WORK TASK: If a line in the entries below includes "Failed", pick it out and copy it.

━━━━━━━━━━

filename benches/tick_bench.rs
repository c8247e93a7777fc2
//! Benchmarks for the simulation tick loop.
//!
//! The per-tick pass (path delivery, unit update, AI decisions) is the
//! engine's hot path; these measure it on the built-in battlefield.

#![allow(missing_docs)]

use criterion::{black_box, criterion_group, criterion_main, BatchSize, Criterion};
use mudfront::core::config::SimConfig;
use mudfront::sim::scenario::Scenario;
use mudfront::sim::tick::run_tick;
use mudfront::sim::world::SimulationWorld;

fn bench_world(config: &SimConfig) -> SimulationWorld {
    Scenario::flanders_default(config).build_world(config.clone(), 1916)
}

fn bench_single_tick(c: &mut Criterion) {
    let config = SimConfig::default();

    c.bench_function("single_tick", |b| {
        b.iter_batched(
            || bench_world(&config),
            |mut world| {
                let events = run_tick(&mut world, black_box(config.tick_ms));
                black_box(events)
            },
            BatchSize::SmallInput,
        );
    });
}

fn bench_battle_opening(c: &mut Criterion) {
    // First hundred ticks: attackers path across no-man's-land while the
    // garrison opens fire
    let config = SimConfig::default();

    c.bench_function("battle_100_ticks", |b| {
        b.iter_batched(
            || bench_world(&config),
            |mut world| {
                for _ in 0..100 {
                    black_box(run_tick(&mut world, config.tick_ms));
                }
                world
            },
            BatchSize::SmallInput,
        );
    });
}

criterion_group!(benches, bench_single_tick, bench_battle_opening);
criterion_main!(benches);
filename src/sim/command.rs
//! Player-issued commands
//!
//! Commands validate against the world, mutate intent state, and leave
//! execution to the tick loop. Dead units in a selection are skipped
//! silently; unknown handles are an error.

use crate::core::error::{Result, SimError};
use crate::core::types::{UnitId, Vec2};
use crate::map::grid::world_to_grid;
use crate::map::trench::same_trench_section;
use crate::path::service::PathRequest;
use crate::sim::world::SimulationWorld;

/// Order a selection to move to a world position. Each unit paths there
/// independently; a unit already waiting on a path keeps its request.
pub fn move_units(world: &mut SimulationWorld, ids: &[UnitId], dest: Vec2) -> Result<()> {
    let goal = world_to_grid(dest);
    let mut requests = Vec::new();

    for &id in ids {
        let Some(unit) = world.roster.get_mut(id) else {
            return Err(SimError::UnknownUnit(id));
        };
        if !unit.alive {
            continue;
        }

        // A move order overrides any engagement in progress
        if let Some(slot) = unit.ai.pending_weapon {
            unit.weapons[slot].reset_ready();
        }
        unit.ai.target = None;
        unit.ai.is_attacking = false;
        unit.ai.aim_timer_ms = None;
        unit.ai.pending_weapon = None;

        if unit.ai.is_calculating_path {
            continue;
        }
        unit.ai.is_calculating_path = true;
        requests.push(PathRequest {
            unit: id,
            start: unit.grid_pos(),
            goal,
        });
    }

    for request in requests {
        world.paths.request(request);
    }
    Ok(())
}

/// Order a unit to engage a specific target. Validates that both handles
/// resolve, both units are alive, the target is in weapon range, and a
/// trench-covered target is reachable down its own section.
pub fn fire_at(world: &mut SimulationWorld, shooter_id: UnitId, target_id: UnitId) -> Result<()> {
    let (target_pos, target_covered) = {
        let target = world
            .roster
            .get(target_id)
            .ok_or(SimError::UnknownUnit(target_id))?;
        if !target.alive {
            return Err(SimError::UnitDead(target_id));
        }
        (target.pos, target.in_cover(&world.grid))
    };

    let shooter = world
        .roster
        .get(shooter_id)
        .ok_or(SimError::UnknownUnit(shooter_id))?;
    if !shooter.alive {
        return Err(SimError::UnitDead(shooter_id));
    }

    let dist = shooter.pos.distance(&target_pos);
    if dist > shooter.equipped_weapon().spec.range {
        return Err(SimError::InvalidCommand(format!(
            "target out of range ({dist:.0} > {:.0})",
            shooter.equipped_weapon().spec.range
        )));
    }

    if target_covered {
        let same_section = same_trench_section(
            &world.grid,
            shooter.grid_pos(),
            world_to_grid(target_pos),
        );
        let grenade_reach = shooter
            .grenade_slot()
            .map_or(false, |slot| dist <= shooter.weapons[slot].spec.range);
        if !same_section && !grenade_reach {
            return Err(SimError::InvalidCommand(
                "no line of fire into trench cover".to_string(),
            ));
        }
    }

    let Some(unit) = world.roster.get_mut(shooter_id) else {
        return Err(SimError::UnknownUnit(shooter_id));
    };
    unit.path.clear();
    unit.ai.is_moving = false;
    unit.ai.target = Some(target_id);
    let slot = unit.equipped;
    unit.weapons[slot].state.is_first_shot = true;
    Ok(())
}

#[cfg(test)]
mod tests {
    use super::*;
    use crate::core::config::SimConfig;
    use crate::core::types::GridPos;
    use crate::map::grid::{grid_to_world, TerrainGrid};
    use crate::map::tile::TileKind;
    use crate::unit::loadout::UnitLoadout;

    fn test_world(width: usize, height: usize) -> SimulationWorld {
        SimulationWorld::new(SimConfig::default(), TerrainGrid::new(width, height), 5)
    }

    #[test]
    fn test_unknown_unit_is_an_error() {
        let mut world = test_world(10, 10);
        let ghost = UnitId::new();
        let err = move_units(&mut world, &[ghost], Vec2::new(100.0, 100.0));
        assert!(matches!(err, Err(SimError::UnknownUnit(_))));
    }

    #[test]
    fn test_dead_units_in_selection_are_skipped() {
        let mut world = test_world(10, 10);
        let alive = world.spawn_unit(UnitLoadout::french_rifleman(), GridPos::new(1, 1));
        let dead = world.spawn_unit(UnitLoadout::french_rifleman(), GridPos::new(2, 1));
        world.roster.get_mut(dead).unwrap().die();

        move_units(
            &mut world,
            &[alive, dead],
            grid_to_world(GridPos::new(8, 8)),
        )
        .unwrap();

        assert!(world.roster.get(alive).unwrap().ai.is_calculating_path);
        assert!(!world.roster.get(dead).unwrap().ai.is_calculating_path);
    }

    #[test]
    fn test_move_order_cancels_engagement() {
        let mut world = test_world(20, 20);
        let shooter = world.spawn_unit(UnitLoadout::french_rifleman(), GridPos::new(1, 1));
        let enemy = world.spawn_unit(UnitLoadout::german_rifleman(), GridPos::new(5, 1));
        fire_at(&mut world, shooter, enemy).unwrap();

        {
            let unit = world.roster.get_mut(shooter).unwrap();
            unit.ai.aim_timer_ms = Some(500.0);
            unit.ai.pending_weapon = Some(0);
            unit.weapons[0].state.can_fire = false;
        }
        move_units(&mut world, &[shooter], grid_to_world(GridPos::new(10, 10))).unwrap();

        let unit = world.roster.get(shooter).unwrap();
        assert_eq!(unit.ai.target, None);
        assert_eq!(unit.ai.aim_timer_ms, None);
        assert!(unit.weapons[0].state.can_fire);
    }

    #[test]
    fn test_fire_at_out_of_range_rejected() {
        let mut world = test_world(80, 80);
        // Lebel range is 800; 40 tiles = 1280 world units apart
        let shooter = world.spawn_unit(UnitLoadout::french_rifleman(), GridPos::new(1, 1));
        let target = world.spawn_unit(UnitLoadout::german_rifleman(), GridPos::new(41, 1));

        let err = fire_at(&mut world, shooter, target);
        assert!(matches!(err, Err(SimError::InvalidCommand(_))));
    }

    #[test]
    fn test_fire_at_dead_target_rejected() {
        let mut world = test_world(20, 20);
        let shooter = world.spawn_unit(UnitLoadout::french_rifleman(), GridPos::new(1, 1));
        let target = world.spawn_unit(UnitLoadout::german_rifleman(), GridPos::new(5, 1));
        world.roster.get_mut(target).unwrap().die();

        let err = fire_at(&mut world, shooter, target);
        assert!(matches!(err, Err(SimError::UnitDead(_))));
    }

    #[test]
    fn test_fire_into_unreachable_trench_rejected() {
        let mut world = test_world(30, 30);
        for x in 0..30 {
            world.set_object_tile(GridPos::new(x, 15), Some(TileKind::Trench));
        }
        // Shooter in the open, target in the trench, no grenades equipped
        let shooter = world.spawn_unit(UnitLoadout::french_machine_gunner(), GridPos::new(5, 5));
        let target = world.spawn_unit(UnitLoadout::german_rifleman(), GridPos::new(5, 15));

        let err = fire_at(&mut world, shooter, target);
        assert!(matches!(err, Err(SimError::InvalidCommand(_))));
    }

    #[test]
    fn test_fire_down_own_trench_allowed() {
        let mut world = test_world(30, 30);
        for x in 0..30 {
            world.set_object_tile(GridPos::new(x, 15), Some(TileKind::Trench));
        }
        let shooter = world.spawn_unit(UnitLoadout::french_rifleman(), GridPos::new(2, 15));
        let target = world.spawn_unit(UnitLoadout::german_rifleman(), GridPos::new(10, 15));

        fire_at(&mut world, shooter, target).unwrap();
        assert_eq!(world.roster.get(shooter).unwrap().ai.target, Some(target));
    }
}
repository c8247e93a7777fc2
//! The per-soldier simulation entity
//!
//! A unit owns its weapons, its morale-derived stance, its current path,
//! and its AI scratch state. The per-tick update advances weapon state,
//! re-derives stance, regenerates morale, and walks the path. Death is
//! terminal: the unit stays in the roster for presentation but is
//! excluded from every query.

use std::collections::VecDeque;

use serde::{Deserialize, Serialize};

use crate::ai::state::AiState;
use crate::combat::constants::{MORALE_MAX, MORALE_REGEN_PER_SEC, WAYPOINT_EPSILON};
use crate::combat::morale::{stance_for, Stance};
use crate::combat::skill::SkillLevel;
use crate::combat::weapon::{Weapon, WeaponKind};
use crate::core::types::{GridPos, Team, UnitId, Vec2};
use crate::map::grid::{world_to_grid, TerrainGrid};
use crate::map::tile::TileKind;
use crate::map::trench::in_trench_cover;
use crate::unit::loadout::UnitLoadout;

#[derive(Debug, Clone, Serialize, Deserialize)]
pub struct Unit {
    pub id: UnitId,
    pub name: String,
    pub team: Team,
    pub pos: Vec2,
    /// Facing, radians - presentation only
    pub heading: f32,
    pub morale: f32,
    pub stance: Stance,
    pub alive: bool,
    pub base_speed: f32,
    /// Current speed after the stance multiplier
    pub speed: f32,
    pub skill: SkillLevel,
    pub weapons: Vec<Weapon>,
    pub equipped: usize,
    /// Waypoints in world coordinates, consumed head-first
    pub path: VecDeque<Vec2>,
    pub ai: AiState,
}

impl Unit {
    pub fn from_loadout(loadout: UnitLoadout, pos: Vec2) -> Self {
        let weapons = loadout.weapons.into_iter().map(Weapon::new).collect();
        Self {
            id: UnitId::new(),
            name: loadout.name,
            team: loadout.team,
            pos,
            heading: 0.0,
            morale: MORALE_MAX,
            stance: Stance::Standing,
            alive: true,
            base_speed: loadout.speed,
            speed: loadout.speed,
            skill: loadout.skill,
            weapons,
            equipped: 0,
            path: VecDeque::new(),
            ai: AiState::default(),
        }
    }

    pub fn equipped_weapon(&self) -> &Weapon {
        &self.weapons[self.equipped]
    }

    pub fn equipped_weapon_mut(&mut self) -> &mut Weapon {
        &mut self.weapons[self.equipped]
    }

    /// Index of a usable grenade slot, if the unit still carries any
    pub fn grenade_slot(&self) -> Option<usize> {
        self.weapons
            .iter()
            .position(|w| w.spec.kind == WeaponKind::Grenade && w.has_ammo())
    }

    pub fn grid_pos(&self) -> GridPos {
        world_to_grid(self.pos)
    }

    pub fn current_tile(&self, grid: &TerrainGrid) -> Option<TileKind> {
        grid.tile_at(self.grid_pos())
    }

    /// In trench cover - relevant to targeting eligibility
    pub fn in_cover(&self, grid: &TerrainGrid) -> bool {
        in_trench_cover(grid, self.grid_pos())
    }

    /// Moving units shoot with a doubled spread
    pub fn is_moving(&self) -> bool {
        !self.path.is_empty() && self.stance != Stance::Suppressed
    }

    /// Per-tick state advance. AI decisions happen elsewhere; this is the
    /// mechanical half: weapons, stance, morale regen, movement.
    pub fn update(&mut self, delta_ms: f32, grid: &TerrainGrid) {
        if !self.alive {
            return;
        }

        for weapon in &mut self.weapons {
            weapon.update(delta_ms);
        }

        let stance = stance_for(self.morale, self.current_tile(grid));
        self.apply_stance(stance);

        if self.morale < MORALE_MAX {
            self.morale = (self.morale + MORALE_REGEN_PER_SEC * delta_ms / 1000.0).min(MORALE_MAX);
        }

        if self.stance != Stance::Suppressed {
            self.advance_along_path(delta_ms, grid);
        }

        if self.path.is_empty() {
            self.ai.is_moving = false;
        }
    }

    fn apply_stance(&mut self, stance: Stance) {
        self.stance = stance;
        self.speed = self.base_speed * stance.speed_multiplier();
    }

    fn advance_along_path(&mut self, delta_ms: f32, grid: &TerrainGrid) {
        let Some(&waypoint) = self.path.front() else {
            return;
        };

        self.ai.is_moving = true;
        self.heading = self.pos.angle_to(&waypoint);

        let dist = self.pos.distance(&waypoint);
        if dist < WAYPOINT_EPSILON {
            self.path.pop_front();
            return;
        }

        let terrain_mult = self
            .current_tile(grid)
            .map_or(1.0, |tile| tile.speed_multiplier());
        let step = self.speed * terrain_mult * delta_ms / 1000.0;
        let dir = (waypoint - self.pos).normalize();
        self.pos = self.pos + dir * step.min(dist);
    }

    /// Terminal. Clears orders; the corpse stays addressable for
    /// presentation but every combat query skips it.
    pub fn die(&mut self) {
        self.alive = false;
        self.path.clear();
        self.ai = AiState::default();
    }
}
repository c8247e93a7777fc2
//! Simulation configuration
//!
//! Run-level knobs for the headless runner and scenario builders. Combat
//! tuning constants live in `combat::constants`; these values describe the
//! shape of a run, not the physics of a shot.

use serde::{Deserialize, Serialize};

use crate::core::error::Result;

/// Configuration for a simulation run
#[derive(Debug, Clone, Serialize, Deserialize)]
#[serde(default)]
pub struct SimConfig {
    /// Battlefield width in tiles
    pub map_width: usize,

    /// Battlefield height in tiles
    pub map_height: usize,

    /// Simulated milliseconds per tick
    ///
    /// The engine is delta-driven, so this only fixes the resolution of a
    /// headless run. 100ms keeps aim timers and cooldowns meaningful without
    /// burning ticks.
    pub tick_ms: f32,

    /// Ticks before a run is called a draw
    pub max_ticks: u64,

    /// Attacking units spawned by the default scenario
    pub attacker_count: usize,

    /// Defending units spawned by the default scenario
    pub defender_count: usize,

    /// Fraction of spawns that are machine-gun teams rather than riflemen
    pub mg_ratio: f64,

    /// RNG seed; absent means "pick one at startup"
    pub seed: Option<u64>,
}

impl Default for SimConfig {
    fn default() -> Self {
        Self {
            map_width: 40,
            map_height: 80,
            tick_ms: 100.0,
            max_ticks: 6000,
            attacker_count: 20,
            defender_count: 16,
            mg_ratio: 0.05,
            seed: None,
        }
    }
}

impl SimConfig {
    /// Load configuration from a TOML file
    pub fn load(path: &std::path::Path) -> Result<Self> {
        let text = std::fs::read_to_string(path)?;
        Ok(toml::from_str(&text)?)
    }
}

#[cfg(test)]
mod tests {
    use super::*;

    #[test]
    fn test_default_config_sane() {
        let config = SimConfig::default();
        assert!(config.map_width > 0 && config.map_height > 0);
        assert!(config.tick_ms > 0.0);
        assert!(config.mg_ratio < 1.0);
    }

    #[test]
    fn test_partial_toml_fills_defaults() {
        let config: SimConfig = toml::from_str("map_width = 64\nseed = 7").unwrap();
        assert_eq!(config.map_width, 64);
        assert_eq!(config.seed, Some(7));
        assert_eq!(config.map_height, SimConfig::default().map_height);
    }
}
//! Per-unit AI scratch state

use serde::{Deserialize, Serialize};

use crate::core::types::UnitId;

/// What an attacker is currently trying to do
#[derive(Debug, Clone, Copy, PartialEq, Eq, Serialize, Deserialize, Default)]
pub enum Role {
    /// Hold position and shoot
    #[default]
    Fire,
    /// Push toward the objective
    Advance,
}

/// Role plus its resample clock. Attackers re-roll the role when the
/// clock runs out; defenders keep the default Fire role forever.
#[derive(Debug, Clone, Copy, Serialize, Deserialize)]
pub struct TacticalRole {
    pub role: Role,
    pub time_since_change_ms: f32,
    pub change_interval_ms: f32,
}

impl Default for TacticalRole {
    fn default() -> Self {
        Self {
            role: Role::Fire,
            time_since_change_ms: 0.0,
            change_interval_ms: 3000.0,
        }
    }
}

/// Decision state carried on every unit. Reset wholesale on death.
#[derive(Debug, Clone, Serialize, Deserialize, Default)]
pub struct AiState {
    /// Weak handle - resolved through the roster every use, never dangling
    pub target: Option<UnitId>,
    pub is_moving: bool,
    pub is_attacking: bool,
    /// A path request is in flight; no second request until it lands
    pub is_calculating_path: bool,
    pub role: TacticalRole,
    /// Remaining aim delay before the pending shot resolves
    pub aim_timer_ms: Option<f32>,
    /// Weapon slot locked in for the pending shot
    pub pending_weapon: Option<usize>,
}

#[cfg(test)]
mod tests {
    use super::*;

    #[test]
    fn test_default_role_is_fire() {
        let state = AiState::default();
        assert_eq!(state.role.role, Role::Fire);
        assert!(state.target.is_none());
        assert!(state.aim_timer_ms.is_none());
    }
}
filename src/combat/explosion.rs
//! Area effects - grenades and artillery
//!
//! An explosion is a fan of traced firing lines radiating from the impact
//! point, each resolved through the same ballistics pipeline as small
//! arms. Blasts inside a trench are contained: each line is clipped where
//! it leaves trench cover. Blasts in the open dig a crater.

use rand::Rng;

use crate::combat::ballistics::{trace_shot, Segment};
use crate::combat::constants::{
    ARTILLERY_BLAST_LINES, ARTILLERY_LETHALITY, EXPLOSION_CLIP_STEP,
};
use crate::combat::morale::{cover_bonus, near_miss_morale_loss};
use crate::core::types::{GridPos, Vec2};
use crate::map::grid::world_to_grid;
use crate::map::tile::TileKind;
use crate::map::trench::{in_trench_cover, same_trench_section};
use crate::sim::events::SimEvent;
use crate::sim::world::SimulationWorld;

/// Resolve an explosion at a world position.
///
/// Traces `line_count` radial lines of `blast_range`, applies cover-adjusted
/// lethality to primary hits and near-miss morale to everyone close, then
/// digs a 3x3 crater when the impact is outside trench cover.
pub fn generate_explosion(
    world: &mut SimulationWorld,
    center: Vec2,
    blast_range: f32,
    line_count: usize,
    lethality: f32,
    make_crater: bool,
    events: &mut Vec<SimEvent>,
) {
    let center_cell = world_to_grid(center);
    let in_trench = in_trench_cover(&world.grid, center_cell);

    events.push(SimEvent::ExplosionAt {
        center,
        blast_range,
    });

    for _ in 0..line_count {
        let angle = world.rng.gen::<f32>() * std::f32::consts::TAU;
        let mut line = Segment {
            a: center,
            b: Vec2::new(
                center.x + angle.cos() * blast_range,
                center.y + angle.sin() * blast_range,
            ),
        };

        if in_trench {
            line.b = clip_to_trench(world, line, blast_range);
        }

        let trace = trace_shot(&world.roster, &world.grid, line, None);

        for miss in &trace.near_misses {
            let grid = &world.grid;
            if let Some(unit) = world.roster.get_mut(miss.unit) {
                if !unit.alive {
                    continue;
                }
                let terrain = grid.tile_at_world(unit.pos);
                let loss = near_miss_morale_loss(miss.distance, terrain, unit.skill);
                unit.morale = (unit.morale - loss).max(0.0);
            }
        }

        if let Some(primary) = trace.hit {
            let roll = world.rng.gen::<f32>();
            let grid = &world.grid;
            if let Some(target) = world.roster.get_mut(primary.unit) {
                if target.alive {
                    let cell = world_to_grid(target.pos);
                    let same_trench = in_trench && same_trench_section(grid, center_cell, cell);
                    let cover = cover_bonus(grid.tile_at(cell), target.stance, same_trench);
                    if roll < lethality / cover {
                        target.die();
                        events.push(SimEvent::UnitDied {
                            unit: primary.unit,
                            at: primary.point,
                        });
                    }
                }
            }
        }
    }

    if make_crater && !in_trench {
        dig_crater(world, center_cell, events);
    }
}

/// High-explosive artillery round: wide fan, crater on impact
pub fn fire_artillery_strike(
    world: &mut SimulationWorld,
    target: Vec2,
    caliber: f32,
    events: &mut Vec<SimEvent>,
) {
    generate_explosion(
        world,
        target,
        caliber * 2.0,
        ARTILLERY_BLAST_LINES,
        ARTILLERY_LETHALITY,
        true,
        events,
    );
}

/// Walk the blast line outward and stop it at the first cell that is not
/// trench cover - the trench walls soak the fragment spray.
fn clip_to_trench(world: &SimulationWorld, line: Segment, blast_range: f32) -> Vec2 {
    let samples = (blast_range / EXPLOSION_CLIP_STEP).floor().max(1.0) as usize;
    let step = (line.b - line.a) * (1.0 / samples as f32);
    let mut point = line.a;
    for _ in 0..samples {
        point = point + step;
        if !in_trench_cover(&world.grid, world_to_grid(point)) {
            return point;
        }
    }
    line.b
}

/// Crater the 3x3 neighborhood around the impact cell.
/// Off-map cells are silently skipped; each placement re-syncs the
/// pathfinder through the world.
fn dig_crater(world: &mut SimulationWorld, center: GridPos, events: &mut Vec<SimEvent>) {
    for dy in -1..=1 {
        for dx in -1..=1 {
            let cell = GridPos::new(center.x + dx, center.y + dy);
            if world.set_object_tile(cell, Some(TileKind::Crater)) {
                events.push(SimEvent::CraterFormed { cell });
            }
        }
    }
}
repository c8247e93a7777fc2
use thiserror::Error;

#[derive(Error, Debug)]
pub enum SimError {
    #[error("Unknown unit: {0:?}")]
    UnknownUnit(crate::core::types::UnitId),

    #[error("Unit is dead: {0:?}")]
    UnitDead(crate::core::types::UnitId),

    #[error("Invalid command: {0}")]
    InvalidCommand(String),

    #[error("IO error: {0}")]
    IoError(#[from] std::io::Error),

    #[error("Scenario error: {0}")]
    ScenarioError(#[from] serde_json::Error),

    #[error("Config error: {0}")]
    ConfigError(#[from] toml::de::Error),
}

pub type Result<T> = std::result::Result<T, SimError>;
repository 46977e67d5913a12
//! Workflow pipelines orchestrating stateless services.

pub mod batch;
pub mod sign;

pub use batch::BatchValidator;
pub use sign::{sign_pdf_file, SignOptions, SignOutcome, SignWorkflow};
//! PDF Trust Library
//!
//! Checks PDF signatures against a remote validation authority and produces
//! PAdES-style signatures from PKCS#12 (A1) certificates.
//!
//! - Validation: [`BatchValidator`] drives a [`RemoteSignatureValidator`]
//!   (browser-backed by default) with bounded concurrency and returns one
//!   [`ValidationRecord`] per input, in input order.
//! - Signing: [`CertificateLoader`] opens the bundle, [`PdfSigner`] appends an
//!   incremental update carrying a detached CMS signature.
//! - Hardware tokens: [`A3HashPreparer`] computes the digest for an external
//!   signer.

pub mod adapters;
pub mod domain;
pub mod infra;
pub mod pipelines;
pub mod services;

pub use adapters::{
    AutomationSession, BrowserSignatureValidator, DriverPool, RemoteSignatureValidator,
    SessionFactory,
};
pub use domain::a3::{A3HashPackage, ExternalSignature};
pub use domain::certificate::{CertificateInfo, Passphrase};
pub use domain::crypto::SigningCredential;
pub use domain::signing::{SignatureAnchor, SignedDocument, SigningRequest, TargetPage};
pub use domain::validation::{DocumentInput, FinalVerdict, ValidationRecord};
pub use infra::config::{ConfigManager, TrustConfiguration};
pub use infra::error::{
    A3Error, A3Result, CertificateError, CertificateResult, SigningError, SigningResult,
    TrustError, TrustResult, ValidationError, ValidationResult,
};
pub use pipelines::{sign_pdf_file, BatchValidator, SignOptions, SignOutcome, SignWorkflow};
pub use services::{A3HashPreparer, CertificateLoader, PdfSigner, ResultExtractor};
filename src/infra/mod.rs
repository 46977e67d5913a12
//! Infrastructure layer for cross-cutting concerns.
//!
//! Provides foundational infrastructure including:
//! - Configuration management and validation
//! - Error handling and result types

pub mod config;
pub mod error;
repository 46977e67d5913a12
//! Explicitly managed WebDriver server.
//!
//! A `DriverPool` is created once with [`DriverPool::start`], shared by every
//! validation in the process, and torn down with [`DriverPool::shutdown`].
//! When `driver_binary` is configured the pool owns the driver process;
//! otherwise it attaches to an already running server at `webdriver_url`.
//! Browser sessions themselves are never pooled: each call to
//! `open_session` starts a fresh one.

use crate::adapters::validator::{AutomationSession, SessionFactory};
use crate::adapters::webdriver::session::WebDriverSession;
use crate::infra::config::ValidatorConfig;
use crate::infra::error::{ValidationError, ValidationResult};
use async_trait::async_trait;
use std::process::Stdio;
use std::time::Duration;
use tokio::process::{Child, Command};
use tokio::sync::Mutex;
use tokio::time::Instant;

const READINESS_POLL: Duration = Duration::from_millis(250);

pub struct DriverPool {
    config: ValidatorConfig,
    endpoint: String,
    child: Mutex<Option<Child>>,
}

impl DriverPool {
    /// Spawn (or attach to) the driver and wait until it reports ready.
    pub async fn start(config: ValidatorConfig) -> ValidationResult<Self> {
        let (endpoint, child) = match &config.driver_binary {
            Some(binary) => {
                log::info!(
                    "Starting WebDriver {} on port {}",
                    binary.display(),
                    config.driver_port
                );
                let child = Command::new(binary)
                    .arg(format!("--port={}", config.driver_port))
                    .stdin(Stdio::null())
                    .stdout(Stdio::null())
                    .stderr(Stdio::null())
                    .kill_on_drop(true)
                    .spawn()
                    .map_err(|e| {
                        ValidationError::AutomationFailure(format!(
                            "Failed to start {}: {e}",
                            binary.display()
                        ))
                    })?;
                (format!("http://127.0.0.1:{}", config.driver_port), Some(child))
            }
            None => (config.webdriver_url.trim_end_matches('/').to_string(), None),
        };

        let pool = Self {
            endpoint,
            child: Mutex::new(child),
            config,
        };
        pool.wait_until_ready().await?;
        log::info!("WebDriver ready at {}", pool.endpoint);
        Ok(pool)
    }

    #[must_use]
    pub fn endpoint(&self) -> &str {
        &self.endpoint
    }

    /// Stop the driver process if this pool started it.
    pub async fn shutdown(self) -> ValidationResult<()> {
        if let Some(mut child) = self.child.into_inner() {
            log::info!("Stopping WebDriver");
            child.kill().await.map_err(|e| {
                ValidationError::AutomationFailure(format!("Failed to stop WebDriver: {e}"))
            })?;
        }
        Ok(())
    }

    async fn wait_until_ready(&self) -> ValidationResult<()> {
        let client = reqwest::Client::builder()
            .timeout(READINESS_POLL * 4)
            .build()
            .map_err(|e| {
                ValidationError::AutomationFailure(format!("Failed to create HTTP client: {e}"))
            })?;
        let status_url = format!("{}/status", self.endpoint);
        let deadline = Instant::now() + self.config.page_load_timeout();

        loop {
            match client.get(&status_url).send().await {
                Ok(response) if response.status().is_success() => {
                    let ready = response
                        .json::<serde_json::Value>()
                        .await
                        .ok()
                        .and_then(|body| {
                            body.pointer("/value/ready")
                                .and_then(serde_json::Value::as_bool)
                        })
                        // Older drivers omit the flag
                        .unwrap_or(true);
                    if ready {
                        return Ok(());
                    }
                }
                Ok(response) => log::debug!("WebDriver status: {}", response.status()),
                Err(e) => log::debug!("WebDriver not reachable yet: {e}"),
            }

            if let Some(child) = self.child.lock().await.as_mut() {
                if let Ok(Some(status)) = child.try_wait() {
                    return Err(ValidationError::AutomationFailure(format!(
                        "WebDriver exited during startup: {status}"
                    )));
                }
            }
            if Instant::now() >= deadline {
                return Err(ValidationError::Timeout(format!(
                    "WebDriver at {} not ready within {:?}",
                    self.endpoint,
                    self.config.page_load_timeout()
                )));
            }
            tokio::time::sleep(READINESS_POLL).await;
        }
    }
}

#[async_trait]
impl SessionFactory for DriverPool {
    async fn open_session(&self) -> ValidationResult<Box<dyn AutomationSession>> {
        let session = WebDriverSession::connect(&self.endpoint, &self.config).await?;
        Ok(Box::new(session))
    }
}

━━━━━━━━━━

SOLUTION FOR THIS PROBLEM:
                            "Failed to start {}: {e}",
                ValidationError::AutomationFailure(format!("Failed to stop WebDriver: {e}"))
                ValidationError::AutomationFailure(format!("Failed to create HTTP client: {e}"))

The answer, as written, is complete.